EXERCISE MATERIAL:
◇ ◇ ◇ ◇
//! Biquad building blocks (RBJ Audio EQ Cookbook)
//!
//! Coefficients are normalized by a0 and stored as feed-forward `b*` and
//! feedback `a*` terms; [`BiquadState`] holds per-channel history.

use std::f32::consts::PI;

/// Filter response shape
#[derive(Debug, Clone, Copy, PartialEq, Eq)]
pub enum BiquadShape {
    LowPass,
    HighPass,
    LowShelf,
    HighShelf,
    Peaking,
}

/// Normalized biquad coefficients
#[derive(Debug, Clone, Copy, PartialEq)]
pub struct BiquadCoeffs {
    b0: f32,
    b1: f32,
    b2: f32,
    a1: f32,
    a2: f32,
}

impl Default for BiquadCoeffs {
    fn default() -> Self {
        Self::IDENTITY
    }
}

impl BiquadCoeffs {
    /// Unity-gain passthrough
    pub const IDENTITY: Self = Self {
        b0: 1.0,
        b1: 0.0,
        b2: 0.0,
        a1: 0.0,
        a2: 0.0,
    };

    /// Compute coefficients for a shape
    ///
    /// `gain_db` is only used by shelves and peaking; `q` is ignored by shelves
    /// (fixed slope S = 1).
    pub fn design(shape: BiquadShape, sample_rate: f32, freq: f32, q: f32, gain_db: f32) -> Self {
        let nyquist = sample_rate * 0.5;
        let freq = freq.clamp(1.0, nyquist * 0.999);
        let q = q.max(1e-3);

        let omega = 2.0 * PI * freq / sample_rate;
        let sin_omega = omega.sin();
        let cos_omega = omega.cos();

        match shape {
            BiquadShape::LowPass => {
                let alpha = sin_omega / (2.0 * q);
                let a0 = 1.0 + alpha;
                Self {
                    b0: ((1.0 - cos_omega) / 2.0) / a0,
                    b1: (1.0 - cos_omega) / a0,
                    b2: ((1.0 - cos_omega) / 2.0) / a0,
                    a1: (-2.0 * cos_omega) / a0,
                    a2: (1.0 - alpha) / a0,
                }
            }
            BiquadShape::HighPass => {
                let alpha = sin_omega / (2.0 * q);
                let a0 = 1.0 + alpha;
                Self {
                    b0: ((1.0 + cos_omega) / 2.0) / a0,
                    b1: (-(1.0 + cos_omega)) / a0,
                    b2: ((1.0 + cos_omega) / 2.0) / a0,
                    a1: (-2.0 * cos_omega) / a0,
                    a2: (1.0 - alpha) / a0,
                }
            }
            BiquadShape::LowShelf => {
                if gain_db.abs() < 0.01 {
                    return Self::IDENTITY;
                }
                let a = 10.0f32.powf(gain_db / 40.0);
                let alpha = sin_omega / 2.0 * 2.0f32.sqrt();
                let two_sqrt_a_alpha = 2.0 * a.sqrt() * alpha;
                let a0 = (a + 1.0) + (a - 1.0) * cos_omega + two_sqrt_a_alpha;
                Self {
                    b0: (a * ((a + 1.0) - (a - 1.0) * cos_omega + two_sqrt_a_alpha)) / a0,
                    b1: (2.0 * a * ((a - 1.0) - (a + 1.0) * cos_omega)) / a0,
                    b2: (a * ((a + 1.0) - (a - 1.0) * cos_omega - two_sqrt_a_alpha)) / a0,
                    a1: (-2.0 * ((a - 1.0) + (a + 1.0) * cos_omega)) / a0,
                    a2: ((a + 1.0) + (a - 1.0) * cos_omega - two_sqrt_a_alpha) / a0,
                }
            }
            BiquadShape::HighShelf => {
                if gain_db.abs() < 0.01 {
                    return Self::IDENTITY;
                }
                let a = 10.0f32.powf(gain_db / 40.0);
                let alpha = sin_omega / 2.0 * 2.0f32.sqrt();
                let two_sqrt_a_alpha = 2.0 * a.sqrt() * alpha;
                let a0 = (a + 1.0) - (a - 1.0) * cos_omega + two_sqrt_a_alpha;
                Self {
                    b0: (a * ((a + 1.0) + (a - 1.0) * cos_omega + two_sqrt_a_alpha)) / a0,
                    b1: (-2.0 * a * ((a - 1.0) + (a + 1.0) * cos_omega)) / a0,
                    b2: (a * ((a + 1.0) + (a - 1.0) * cos_omega - two_sqrt_a_alpha)) / a0,
                    a1: (2.0 * ((a - 1.0) - (a + 1.0) * cos_omega)) / a0,
                    a2: ((a + 1.0) - (a - 1.0) * cos_omega - two_sqrt_a_alpha) / a0,
                }
            }
            BiquadShape::Peaking => {
                if gain_db.abs() < 0.01 {
                    return Self::IDENTITY;
                }
                let a = 10.0f32.powf(gain_db / 40.0);
                let alpha = sin_omega / (2.0 * q);
                let a0 = 1.0 + alpha / a;
                Self {
                    b0: (1.0 + alpha * a) / a0,
                    b1: (-2.0 * cos_omega) / a0,
                    b2: (1.0 - alpha * a) / a0,
                    a1: (-2.0 * cos_omega) / a0,
                    a2: (1.0 - alpha / a) / a0,
                }
            }
        }
    }

    /// Magnitude response at `freq` (linear)
    pub fn magnitude_at(&self, sample_rate: f32, freq: f32) -> f32 {
        let w = 2.0 * PI * freq / sample_rate;
        let (c1, s1) = (w.cos(), w.sin());
        let (c2, s2) = ((2.0 * w).cos(), (2.0 * w).sin());

        let num_re = self.b0 + self.b1 * c1 + self.b2 * c2;
        let num_im = -(self.b1 * s1 + self.b2 * s2);
        let den_re = 1.0 + self.a1 * c1 + self.a2 * c2;
        let den_im = -(self.a1 * s1 + self.a2 * s2);

        ((num_re * num_re + num_im * num_im) / (den_re * den_re + den_im * den_im)).sqrt()
    }
}

/// Biquad filter state for a single channel (direct form I)
#[derive(Debug, Default, Clone)]
pub struct BiquadState {
    x1: f32,
    x2: f32,
    y1: f32,
    y2: f32,
}

impl BiquadState {
    #[inline]
    pub fn process(&mut self, input: f32, coeffs: &BiquadCoeffs) -> f32 {
        let output = coeffs.b0 * input + coeffs.b1 * self.x1 + coeffs.b2 * self.x2
            - coeffs.a1 * self.y1
            - coeffs.a2 * self.y2;

        self.x2 = self.x1;
        self.x1 = input;
        self.y2 = self.y1;
        self.y1 = output;

        output
    }

    pub fn reset(&mut self) {
        *self = Self::default();
    }
}

/// Stereo biquad stage: one coefficient set, two channel histories
#[derive(Debug, Default, Clone)]
pub struct StereoBiquad {
    pub coeffs: BiquadCoeffs,
    left: BiquadState,
    right: BiquadState,
}

impl StereoBiquad {
    #[inline]
    pub fn process(&mut self, left: f32, right: f32) -> (f32, f32) {
        (
            self.left.process(left, &self.coeffs),
            self.right.process(right, &self.coeffs),
        )
    }

    pub fn reset(&mut self) {
        self.left.reset();
        self.right.reset();
    }
}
◇ ◇ ◇ ◇
TASK TO CARRY OUT:
Using the material above, gather every line that includes "Debug".

ANSWER TO THE PROBLEM:
#[derive(Debug, Clone, Copy, PartialEq, Eq)]
#[derive(Debug, Clone, Copy, PartialEq)]
#[derive(Debug, Default, Clone)]
#[derive(Debug, Default, Clone)]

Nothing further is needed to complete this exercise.